76.06.130  <<  76.06.140 >>   76.06.150

Forest health problemsFindings.

The legislature finds as follows:
(1) Washington faces serious forest health problems, primarily in eastern Washington, where forests are overcrowded or trees lack sufficient resilience to insects, diseases, wind, ice storms, and fire. The causes of and contributions to these conditions include fire suppression, past timber harvesting and silvicultural practices, altered species composition and stand structure, and the amplified risks that occur when the urban interface penetrates forestland.
(2) There is a private and public interest in addressing uncharacteristic outbreaks of native, naturalized, and nonnative insects and diseases, and reducing the risk of significant loss due to ice storms, windstorms, and uncharacteristic fire. The public interest is in protecting forest productivity on forests managed for commodity production; restoring and maintaining forest ecosystem vitality and natural forest processes and functions; reducing the cost of fire suppression and the resulting public expenditures; protecting, restoring, and enhancing fish and wildlife habitat, including the habitat of threatened or endangered species; and protecting drinking water supplies and water quality.
(3) Well managed forests are the first line of defense in reducing the likelihood of uncharacteristic fire, insect, and disease events, and supporting conservation and restoration of desired plants and animals. Active management of forests, consistent with landowner objectives and the protection of public resources, is the most economical and effective way to promote forest health and protect communities.
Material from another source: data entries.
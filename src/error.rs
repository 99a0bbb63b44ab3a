//! Error types for the edgequake-omr orchestrator.
//!
//! Three layers reflect three distinct failure modes:
//!
//! * [`ValidationError`]: the upload itself is unacceptable (too large,
//!   empty, wrong type). Detected before any workspace or permit exists, so
//!   nothing has to be cleaned up.
//!
//! * [`EngineFailure`]: the external engine (or the pre-conversion tool)
//!   ran but did not produce a result. Always carries a [`DiagnosticTail`]
//!   so operators can see what the engine printed before it gave up.
//!
//! * [`GatewayError`]: the top-level taxonomy every public operation
//!   returns. Each variant maps to exactly one HTTP status in
//!   [`crate::server`] and to exactly one terminal `error` event on the bus.

use std::fmt;
use std::time::Duration;
use thiserror::Error;

/// All errors returned by the orchestration core.
#[derive(Debug, Clone, Error)]
pub enum GatewayError {
    // ── Admission errors (no side effects) ────────────────────────────────
    /// The upload was rejected before any resource was allocated.
    #[error(transparent)]
    Validation(#[from] ValidationError),

    /// No concurrency slot became free within the permitted wait.
    #[error("Service busy: no engine slot became free within {}s ({capacity} jobs already running)", waited.as_secs())]
    ServiceBusy { waited: Duration, capacity: usize },

    // ── Errors after allocation (cleanup required) ───────────────────────
    /// The per-job workspace could not be created.
    #[error("Could not allocate a workspace: {0}")]
    ResourceExhausted(String),

    /// The engine or pre-conversion tool did not produce a result.
    #[error("{0}")]
    Engine(EngineFailure),

    /// The job exceeded its wall-clock budget and the engine was killed.
    #[error("Conversion timed out after {}s; the engine was terminated", limit.as_secs())]
    Timeout { limit: Duration },

    /// The observer disconnected and the job was configured to cancel.
    #[error("Conversion cancelled: the client disconnected")]
    Cancelled,

    // ── Config errors ─────────────────────────────────────────────────────
    /// Builder validation failed.
    #[error("Invalid configuration: {0}")]
    InvalidConfig(String),

    // ── Catch-all ─────────────────────────────────────────────────────────
    /// Unexpected orchestration failure.
    #[error("Internal error: {0}")]
    Internal(String),
}

/// Reasons an upload is refused at the door.
#[derive(Debug, Clone, PartialEq, Eq, Error)]
pub enum ValidationError {
    /// Upload exceeds the configured byte limit.
    #[error("File size ({:.1}MB) exceeds maximum allowed size ({:.1}MB)", mib(*size), mib(*limit))]
    TooLarge { size: u64, limit: u64 },

    /// Zero-byte upload.
    #[error("Uploaded file '{filename}' is empty")]
    Empty { filename: String },

    /// Extension / declared media type is not one the engine accepts.
    #[error("Unsupported file type '{filename}' ({media_type}); expected a PDF or an image")]
    UnsupportedType { filename: String, media_type: String },

    /// The bytes do not look like the declared document type.
    #[error("File '{filename}' does not look like a {expected}; first bytes: {magic:02x?}")]
    ContentMismatch {
        filename: String,
        expected: &'static str,
        magic: Vec<u8>,
    },

    /// The multipart request carried no `file` field.
    #[error("Request has no 'file' field")]
    MissingFile,
}

fn mib(bytes: u64) -> f64 {
    bytes as f64 / 1024.0 / 1024.0
}

/// Why an external process failed to produce its artifact.
#[derive(Debug, Clone, Error)]
pub enum EngineFailure {
    /// The process could not be started at all (missing binary, EACCES).
    #[error("Failed to launch '{program}': {reason}")]
    Spawn { program: String, reason: String },

    /// Ordinary non-zero exit.
    #[error("Engine exited with code {code}{tail}")]
    NonZeroExit { code: i32, tail: DiagnosticTail },

    /// Exit code zero but the expected output file is absent.
    #[error("Output file not found after engine processing (expected '{expected}'){tail}")]
    MissingArtifact { expected: String, tail: DiagnosticTail },

    /// The host killed the process, typically for exceeding a resource limit.
    #[error("Engine was killed by the host ({reason}); it likely exceeded its resource limit{tail}")]
    KilledByLimit { reason: String, tail: DiagnosticTail },

    /// The format pre-conversion step failed.
    #[error("Pre-conversion failed: {detail}{tail}")]
    Preprocess { detail: String, tail: DiagnosticTail },
}

impl EngineFailure {
    /// Short machine-readable sub-reason.
    pub fn reason(&self) -> &'static str {
        match self {
            EngineFailure::Spawn { .. } => "spawn_failed",
            EngineFailure::NonZeroExit { .. } => "non_zero_exit",
            EngineFailure::MissingArtifact { .. } => "missing_artifact",
            EngineFailure::KilledByLimit { .. } => "killed_by_limit",
            EngineFailure::Preprocess { .. } => "preprocess_failed",
        }
    }
}

/// The last few lines a process printed, kept for error reports.
///
/// Renders as an indented block after the main message, or as nothing when
/// the process was silent.
#[derive(Debug, Clone, Default, PartialEq, Eq)]
pub struct DiagnosticTail(pub Vec<String>);

impl DiagnosticTail {
    pub fn is_empty(&self) -> bool {
        self.0.is_empty()
    }

    pub fn lines(&self) -> &[String] {
        &self.0
    }
}

impl fmt::Display for DiagnosticTail {
    fn fmt(&self, f: &mut fmt::Formatter<'_>) -> fmt::Result {
        if self.0.is_empty() {
            return Ok(());
        }
        write!(f, "\nLast engine output:")?;
        for line in &self.0 {
            write!(f, "\n  {line}")?;
        }
        Ok(())
    }
}

/// Stable classification of a [`GatewayError`], used for wire codes and logs.
#[derive(Debug, Clone, Copy, PartialEq, Eq, Hash)]
pub enum ErrorKind {
    Validation,
    ResourceExhausted,
    ServiceBusy,
    Engine,
    Timeout,
    Cancelled,
    Internal,
}

impl ErrorKind {
    pub fn as_str(self) -> &'static str {
        match self {
            ErrorKind::Validation => "VALIDATION_ERROR",
            ErrorKind::ResourceExhausted => "RESOURCE_EXHAUSTED",
            ErrorKind::ServiceBusy => "SERVICE_BUSY",
            ErrorKind::Engine => "ENGINE_ERROR",
            ErrorKind::Timeout => "TIMEOUT",
            ErrorKind::Cancelled => "CANCELLED",
            ErrorKind::Internal => "INTERNAL_ERROR",
        }
    }
}

impl GatewayError {
    pub fn kind(&self) -> ErrorKind {
        match self {
            GatewayError::Validation(_) => ErrorKind::Validation,
            GatewayError::ServiceBusy { .. } => ErrorKind::ServiceBusy,
            GatewayError::ResourceExhausted(_) => ErrorKind::ResourceExhausted,
            GatewayError::Engine(_) => ErrorKind::Engine,
            GatewayError::Timeout { .. } => ErrorKind::Timeout,
            GatewayError::Cancelled => ErrorKind::Cancelled,
            GatewayError::InvalidConfig(_) | GatewayError::Internal(_) => ErrorKind::Internal,
        }
    }

    /// True for errors raised before any workspace or permit was taken.
    pub fn is_admission(&self) -> bool {
        matches!(
            self,
            GatewayError::Validation(_) | GatewayError::ServiceBusy { .. }
        )
    }
}

impl From<EngineFailure> for GatewayError {
    fn from(f: EngineFailure) -> Self {
        GatewayError::Engine(f)
    }
}
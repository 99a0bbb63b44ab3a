//! Semaphore-based concurrency gate for engine subprocesses.
//!
//! The [`ConcurrencyGate`] bounds how many jobs run their engine at once.
//! It is built once at startup and injected into the controller as an
//! `Arc<ConcurrencyGate>`, so tests can construct gates with a capacity of
//! one and watch the counters directly.
//!
//! Tokio's semaphore queues waiters in FIFO order, which gives
//! first-come-first-served admission without extra bookkeeping.

use crate::error::GatewayError;
use serde::Serialize;
use std::sync::atomic::{AtomicUsize, Ordering};
use std::sync::Arc;
use std::time::Duration;
use tokio::sync::{OwnedSemaphorePermit, Semaphore};
use tracing::{debug, info};

/// Bounded, fair admission control for jobs.
pub struct ConcurrencyGate {
    semaphore: Arc<Semaphore>,
    capacity: usize,
    counters: Arc<Counters>,
}

#[derive(Default)]
struct Counters {
    in_flight: AtomicUsize,
    waiting: AtomicUsize,
    peak: AtomicUsize,
}

/// The right to run one job's subprocess.
///
/// Returned to the gate when released or dropped. `release` consumes the
/// permit, so releasing twice is not expressible.
#[derive(Debug)]
pub struct Permit {
    _permit: OwnedSemaphorePermit,
    counters: Arc<Counters>,
}

impl std::fmt::Debug for Counters {
    fn fmt(&self, f: &mut std::fmt::Formatter<'_>) -> std::fmt::Result {
        f.debug_struct("Counters")
            .field("in_flight", &self.in_flight.load(Ordering::SeqCst))
            .finish()
    }
}

/// Point-in-time gate utilisation, for `/health`.
#[derive(Debug, Clone, Copy, PartialEq, Eq, Serialize)]
pub struct GateSnapshot {
    pub in_flight: usize,
    pub waiting: usize,
    pub capacity: usize,
    /// Highest `in_flight` ever observed.
    pub peak: usize,
}

impl ConcurrencyGate {
    /// Create a gate admitting at most `capacity` jobs at once (minimum 1).
    pub fn new(capacity: usize) -> Self {
        let capacity = capacity.max(1);
        info!(capacity, "Concurrency gate created");
        Self {
            semaphore: Arc::new(Semaphore::new(capacity)),
            capacity,
            counters: Arc::new(Counters::default()),
        }
    }

    /// Wait for a free slot, giving up after `timeout` if one is given.
    ///
    /// A timed-out wait is reported as [`GatewayError::ServiceBusy`].
    pub async fn acquire(&self, timeout: Option<Duration>) -> Result<Permit, GatewayError> {
        let _waiting = WaitingGuard::enter(&self.counters);
        let acquire = Arc::clone(&self.semaphore).acquire_owned();

        let permit = match timeout {
            Some(limit) => match tokio::time::timeout(limit, acquire).await {
                Ok(result) => result,
                Err(_) => {
                    debug!(
                        waited_ms = limit.as_millis() as u64,
                        capacity = self.capacity,
                        "Gate wait timed out"
                    );
                    return Err(GatewayError::ServiceBusy {
                        waited: limit,
                        capacity: self.capacity,
                    });
                }
            },
            None => acquire.await,
        }
        .map_err(|_| GatewayError::Internal("concurrency gate closed".into()))?;

        Ok(self.admit(permit))
    }

    /// Take a slot only if one is free right now.
    pub fn try_acquire(&self) -> Option<Permit> {
        let permit = Arc::clone(&self.semaphore).try_acquire_owned().ok()?;
        Some(self.admit(permit))
    }

    pub fn capacity(&self) -> usize {
        self.capacity
    }

    pub fn in_flight(&self) -> usize {
        self.counters.in_flight.load(Ordering::SeqCst)
    }

    pub fn snapshot(&self) -> GateSnapshot {
        GateSnapshot {
            in_flight: self.counters.in_flight.load(Ordering::SeqCst),
            waiting: self.counters.waiting.load(Ordering::SeqCst),
            capacity: self.capacity,
            peak: self.counters.peak.load(Ordering::SeqCst),
        }
    }

    fn admit(&self, permit: OwnedSemaphorePermit) -> Permit {
        let now = self.counters.in_flight.fetch_add(1, Ordering::SeqCst) + 1;
        self.counters.peak.fetch_max(now, Ordering::SeqCst);
        debug!(in_flight = now, capacity = self.capacity, "Permit granted");
        Permit {
            _permit: permit,
            counters: Arc::clone(&self.counters),
        }
    }
}

impl Permit {
    /// Return the slot to the gate.
    pub fn release(self) {
        drop(self);
    }
}

impl Drop for Permit {
    fn drop(&mut self) {
        let left = self.counters.in_flight.fetch_sub(1, Ordering::SeqCst) - 1;
        debug!(in_flight = left, "Permit released");
    }
}

/// Keeps `waiting` accurate even when the acquiring future is dropped.
struct WaitingGuard<'a>(&'a Counters);

impl<'a> WaitingGuard<'a> {
    fn enter(counters: &'a Counters) -> Self {
        counters.waiting.fetch_add(1, Ordering::SeqCst);
        Self(counters)
    }
}

impl Drop for WaitingGuard<'_> {
    fn drop(&mut self) {
        self.0.waiting.fetch_sub(1, Ordering::SeqCst);
    }
}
Fire, native insects, and diseases perform important ecological functions when their occurrence does not present a material threat to long-term forest productivity and increase the likelihood of uncharacteristic fire.
(4) Forest health problems may exist on forestland regardless of ownership, and the state should pursue collaboration with the federal government to address common health deficiencies.


Effective date2004 c 218: "This act is necessary for the immediate preservation of the public peace, health, or safety, or support of the state government and its existing public institutions, and takes effect immediately [March 29, 2004]." [ 2004 c 218 § 11.]